I'm on a boat...evaluating the temperature sensor

How do we figure out the accuracy of a temperature sensor? By throwing it off of a boat! Actually, it's a little more complicated than that....

 

The CTD on the deck of the R/V Rachel Carson with Kim's Apple Watch Ultra strapped to the side of the water sampling cage.

Last week, we tagged along with scientists from the University of Washington on their semi-annual cruise to measure the health of Puget Sound. As they measured seawater temperatures with their highly-accurate and super-expensive CTD, we measured seawater temperature with our practical and not-so-expensive Apple Watch Ultra.

We did three vertical profiles in southern Puget Sound (profile = lowering and raising the instruments at one location to see the the vertical structure of seawater). By comparing the temperature difference between two instruments, we could estimate the accuracy of the temperature sensor on the Apple Watch Ultra.

 

On the left, the raw profiles of temperature versus pressure (aka depth) from the CTD (red) and the Apple Watch Ultra (blue). The difference between the two sensors is on the right and separated into the error for the downcast and the upcast. They upcast and downcast are different because of the long response times of the temperature sensor.

We found that the average error for the Apple Watch Ultra was -0.46° C, in other words, it's accurate to about 0.5° C. This is larger than the manufacturer's stated accuracy of 0.1° C.

Even though the error is larger than expected, it's not surprising or alarming. Here's why:

1. This is field testing, where the conditions are dynamic. Temperature is changing rapidly with depth. To really estimate the accuracy of the temperature sensor on the watch, we need to assess it in highly controlled conditions, AKA we need to head back into the lab and stick it in a calibration tank. But field tests are a great way to understand how the sensors are behaving in real world conditions.
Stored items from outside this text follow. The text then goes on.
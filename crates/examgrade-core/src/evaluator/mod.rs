//! Answer evaluation.
//!
//! [`Evaluator`] scores one student answer against one question definition.
//! Every evaluation converges on [`EvaluationResult`]: a correctness flag, the
//! points earned, and a [`FormattedAnswer`] record that is stored verbatim as
//! the graded answer.

mod case_study;
mod choice;
mod drag_drop;
mod short_answer;

use std::collections::BTreeMap;

use chrono::{DateTime, Utc};
use serde::{Deserialize, Serialize};
use serde_json::Value;

use crate::definition::{QuestionDefinition, QuestionType};
use crate::error::EvaluationError;
use crate::policy::{CaseStudyCreditPolicy, EvaluationPolicy, ShortAnswerMatchPolicy};

/// Message recorded for question types that are never auto-graded.
pub const MANUAL_REVIEW_MESSAGE: &str = "Code questions require manual review";

/// The outcome of evaluating one answer.
#[derive(Debug, Clone, PartialEq, Serialize, Deserialize)]
#[serde(rename_all = "camelCase")]
pub struct EvaluationResult {
    pub is_correct: bool,
    pub points_earned: f64,
    pub formatted_answer: FormattedAnswer,
}

/// The graded-answer record persisted alongside a submission.
#[derive(Debug, Clone, PartialEq, Serialize, Deserialize)]
#[serde(rename_all = "camelCase")]
pub struct FormattedAnswer {
    /// The canonical question type tag (`drag-and-drop` is recorded as
    /// `drag-drop`). Fallback results keep the tag as received, since it may
    /// not name a known type.
    pub question_type: String,
    #[serde(default, skip_serializing_if = "Option::is_none")]
    pub question_text: Option<String>,
    /// The student's answer after normalization (raw on failure).
    pub student_answer: Value,
    pub is_correct: bool,
    pub points_earned: f64,
    /// The most this question could have awarded.
    pub total_marks: f64,
    #[serde(flatten)]
    pub detail: AnswerDetail,
}

/// Type-specific part of a graded answer.
#[derive(Debug, Clone, PartialEq, Serialize, Deserialize)]
#[serde(tag = "kind", rename_all = "kebab-case")]
pub enum AnswerDetail {
    #[serde(rename_all = "camelCase")]
    SingleChoice { correct_answer: Option<String> },
    #[serde(rename_all = "camelCase")]
    MultipleChoice { correct_answers: Vec<String> },
    #[serde(rename_all = "camelCase")]
    DragDrop {
        correct_mappings: BTreeMap<String, String>,
        item_results: Vec<ItemResult>,
    },
    #[serde(rename_all = "camelCase")]
    CaseStudy {
        credit_policy: CaseStudyCreditPolicy,
        sub_results: Vec<SubQuestionResult>,
    },
    #[serde(rename_all = "camelCase")]
    ShortAnswer {
        correct_answers: Vec<String>,
        match_policy: ShortAnswerMatchPolicy,
    },
    #[serde(rename_all = "camelCase")]
    ManualReview { message: String },
    #[serde(rename_all = "camelCase")]
    Fallback {
        error: String,
        timestamp: DateTime<Utc>,
    },
}

/// Placement check for one drag-and-drop item.
#[derive(Debug, Clone, PartialEq, Serialize, Deserialize)]
#[serde(rename_all = "camelCase")]
pub struct ItemResult {
    pub item_id: String,
    pub expected_target_id: String,
    pub student_target_id: Option<String>,
    pub is_correct: bool,
}

/// Score of one case-study sub-question.
#[derive(Debug, Clone, PartialEq, Serialize, Deserialize)]
#[serde(rename_all = "camelCase")]
pub struct SubQuestionResult {
    pub index: usize,
    #[serde(default, skip_serializing_if = "Option::is_none")]
    pub sub_question_id: Option<String>,
    pub question_type: QuestionType,
    pub student_answer: Value,
    pub correct_answers: Vec<String>,
    pub is_correct: bool,
    pub points_earned: f64,
    pub max_marks: f64,
}

/// Score of a choice or short-answer question before it is wrapped into a
/// graded-answer record. Shared by top-level and case-study evaluation.
#[derive(Debug, Clone, PartialEq)]
pub(crate) struct Scored {
    pub is_correct: bool,
    pub points_earned: f64,
    pub student_answer: Value,
    pub correct_answers: Vec<String>,
}

impl Scored {
    pub(crate) fn new(
        is_correct: bool,
        marks: f64,
        student_answer: Value,
        correct_answers: Vec<String>,
    ) -> Self {
        Self {
            is_correct,
            points_earned: if is_correct { marks } else { 0.0 },
            student_answer,
            correct_answers,
        }
    }
}

impl EvaluationResult {
    fn graded(
        question_type: QuestionType,
        student_answer: Value,
        is_correct: bool,
        points_earned: f64,
        total_marks: f64,
        detail: AnswerDetail,
    ) -> Self {
        Self {
            is_correct,
            points_earned,
            formatted_answer: FormattedAnswer {
                question_type: question_type.to_string(),
                question_text: None,
                student_answer,
                is_correct,
                points_earned,
                total_marks,
                detail,
            },
        }
    }

    /// The zero-score result returned whenever evaluation cannot proceed.
    pub fn fallback(
        question_type: &str,
        student_answer: &Value,
        total_marks: f64,
        error: &EvaluationError,
        timestamp: DateTime<Utc>,
    ) -> Self {
        let total_marks = if total_marks.is_finite() && total_marks >= 0.0 {
            total_marks
        } else {
            0.0
        };
        Self {
            is_correct: false,
            points_earned: 0.0,
            formatted_answer: FormattedAnswer {
                question_type: question_type.to_string(),
                question_text: None,
                student_answer: student_answer.clone(),
                is_correct: false,
                points_earned: 0.0,
                total_marks,
                detail: AnswerDetail::Fallback {
                    error: error.to_string(),
                    timestamp,
                },
            },
        }
    }

    /// Attach the question text to the graded-answer record.
    pub fn with_question_text(mut self, text: impl Into<String>) -> Self {
        self.formatted_answer.question_text = Some(text.into());
        self
    }

    /// The error message if this is a fallback result.
    pub fn error(&self) -> Option<&str> {
        match &self.formatted_answer.detail {
            AnswerDetail::Fallback { error, .. } => Some(error),
            _ => None,
        }
    }

    pub fn is_fallback(&self) -> bool {
        self.error().is_some()
    }

    /// The most this question could have awarded.
    pub fn max_marks(&self) -> f64 {
        self.formatted_answer.total_marks
    }
}

/// Scores answers under a fixed set of grading policies.
///
/// The evaluator holds no mutable state; a single instance can be shared
/// freely across threads.
#[derive(Debug, Clone, Copy, Default, PartialEq, Eq)]
pub struct Evaluator {
    policy: EvaluationPolicy,
}

impl Evaluator {
    pub fn new(policy: EvaluationPolicy) -> Self {
        Self { policy }
    }

    pub fn policy(&self) -> EvaluationPolicy {
        self.policy
    }

    /// Evaluate an answer, reporting bad question data as an error.
    ///
    /// A missing or malformed *student answer* is not an error; it scores 0.
    pub fn try_evaluate(
        &self,
        question_type: &str,
        question_data: &Value,
        student_answer: &Value,
        total_marks: f64,
    ) -> Result<EvaluationResult, EvaluationError> {
        if !total_marks.is_finite() || total_marks < 0.0 {
            return Err(EvaluationError::InvalidMarks(total_marks));
        }
        let question_type: QuestionType = question_type.trim().parse()?;
        let definition = QuestionDefinition::from_value(question_type, question_data)?;
        Ok(self.evaluate_definition(&definition, student_answer, total_marks))
    }

    /// Evaluate an answer against an already normalized definition.
    pub fn evaluate_definition(
        &self,
        definition: &QuestionDefinition,
        student_answer: &Value,
        total_marks: f64,
    ) -> EvaluationResult {
        let total_marks = if total_marks.is_finite() {
            total_marks.max(0.0)
        } else {
            0.0
        };
        let question_type = definition.question_type();
        let result = match definition {
            QuestionDefinition::SingleChoice(def) => {
                let scored = choice::score_single_choice(def, student_answer, total_marks);
                let detail = AnswerDetail::SingleChoice {
                    correct_answer: def.correct_answer.clone(),
                };
                wrap(question_type, scored, total_marks, detail)
            }
            QuestionDefinition::MultipleChoice(def) => {
                let scored = choice::score_multiple_choice(def, student_answer, total_marks);
                let detail = AnswerDetail::MultipleChoice {
                    correct_answers: scored.correct_answers.clone(),
                };
                wrap(question_type, scored, total_marks, detail)
            }
            QuestionDefinition::ShortAnswer(def) => {
                let policy = self.policy.short_answer_match;
                let scored =
                    short_answer::score_short_answer(def, student_answer, total_marks, policy);
                let detail = AnswerDetail::ShortAnswer {
                    correct_answers: scored.correct_answers.clone(),
                    match_policy: policy,
                };
                wrap(question_type, scored, total_marks, detail)
            }
            QuestionDefinition::DragDrop(def) => {
                drag_drop::evaluate_drag_drop(def, student_answer, total_marks)
            }
            QuestionDefinition::CaseStudy(def) => {
                case_study::evaluate_case_study(def, student_answer, total_marks, &self.policy)
            }
            QuestionDefinition::Code => EvaluationResult::graded(
                question_type,
                student_answer.clone(),
                false,
                0.0,
                total_marks,
                AnswerDetail::ManualReview {
                    message: MANUAL_REVIEW_MESSAGE.to_string(),
                },
            ),
        };

        tracing::debug!(
            question_type = %question_type,
            is_correct = result.is_correct,
            points_earned = result.points_earned,
            "evaluated answer"
        );
        result
    }

    /// Evaluate an answer. Never fails: problems with the question produce a
    /// zero-score fallback result carrying the error message.
    pub fn evaluate(
        &self,
        question_type: &str,
        question_data: &Value,
        student_answer: &Value,
        total_marks: f64,
    ) -> EvaluationResult {
        self.evaluate_at(question_type, question_data, student_answer, total_marks, Utc::now())
    }

    /// Like [`Evaluator::evaluate`], stamping fallback results with `now`.
    pub fn evaluate_at(
        &self,
        question_type: &str,
        question_data: &Value,
        student_answer: &Value,
        total_marks: f64,
        now: DateTime<Utc>,
    ) -> EvaluationResult {
        match self.try_evaluate(question_type, question_data, student_answer, total_marks) {
            Ok(result) => result,
            Err(e) => {
                tracing::warn!("evaluation of {question_type} answer fell back to zero: {e}");
                EvaluationResult::fallback(question_type, student_answer, total_marks, &e, now)
            }
        }
    }
}

/// Evaluate an answer with the default grading policies.
pub fn evaluate(
    question_type: &str,
    question_data: &Value,
    student_answer: &Value,
    total_marks: f64,
) -> EvaluationResult {
    Evaluator::default().evaluate(question_type, question_data, student_answer, total_marks)
}

fn wrap(
    question_type: QuestionType,
    scored: Scored,
    total_marks: f64,
    detail: AnswerDetail,
) -> EvaluationResult {
    EvaluationResult::graded(
        question_type,
        scored.student_answer,
        scored.is_correct,
        scored.points_earned,
        total_marks,
        detail,
    )
}

/// Round to two decimal places.
pub(crate) fn round2(value: f64) -> f64 {
    (value * 100.0).round() / 100.0
}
2. It's been pretty clear from this experiment and the others in Lake Washington that the temperature sensor has a slow response time. That means that it reacts slowly to changes in temperature. Take your temperature at the doctor's office in one second by swiping your forehead with a thermometer? That's a fast response. Waited ten minutes with an old school liquid thermometer in your mouth? That's a slow response. The temperature sensor on the watch is more like the old school thermometer which is definitely causing some of the error.

1. We think this is all correctable with physics-based mathematical algorithms. I've got a series of tank tests planned based on the results from this cruise. We will characterize how the sensor behaves, develop some corrections, then apply them to the data.

So now we are onto the fun part (at least for Kim), where we figure out how to supercharge off-the-shelf sensors with software.

We want to give a huge shoutout to Jan Newton, Anna Boyar, the NANOOS science team and the captain and crew of the R/V Rachel Carson for having us onboard and the opportunity to test our equipment. THANK YOU!

 

The R/V Rachel Carson docked in downtown Tacoma. Mount Rainier is glowing at sunset in the background.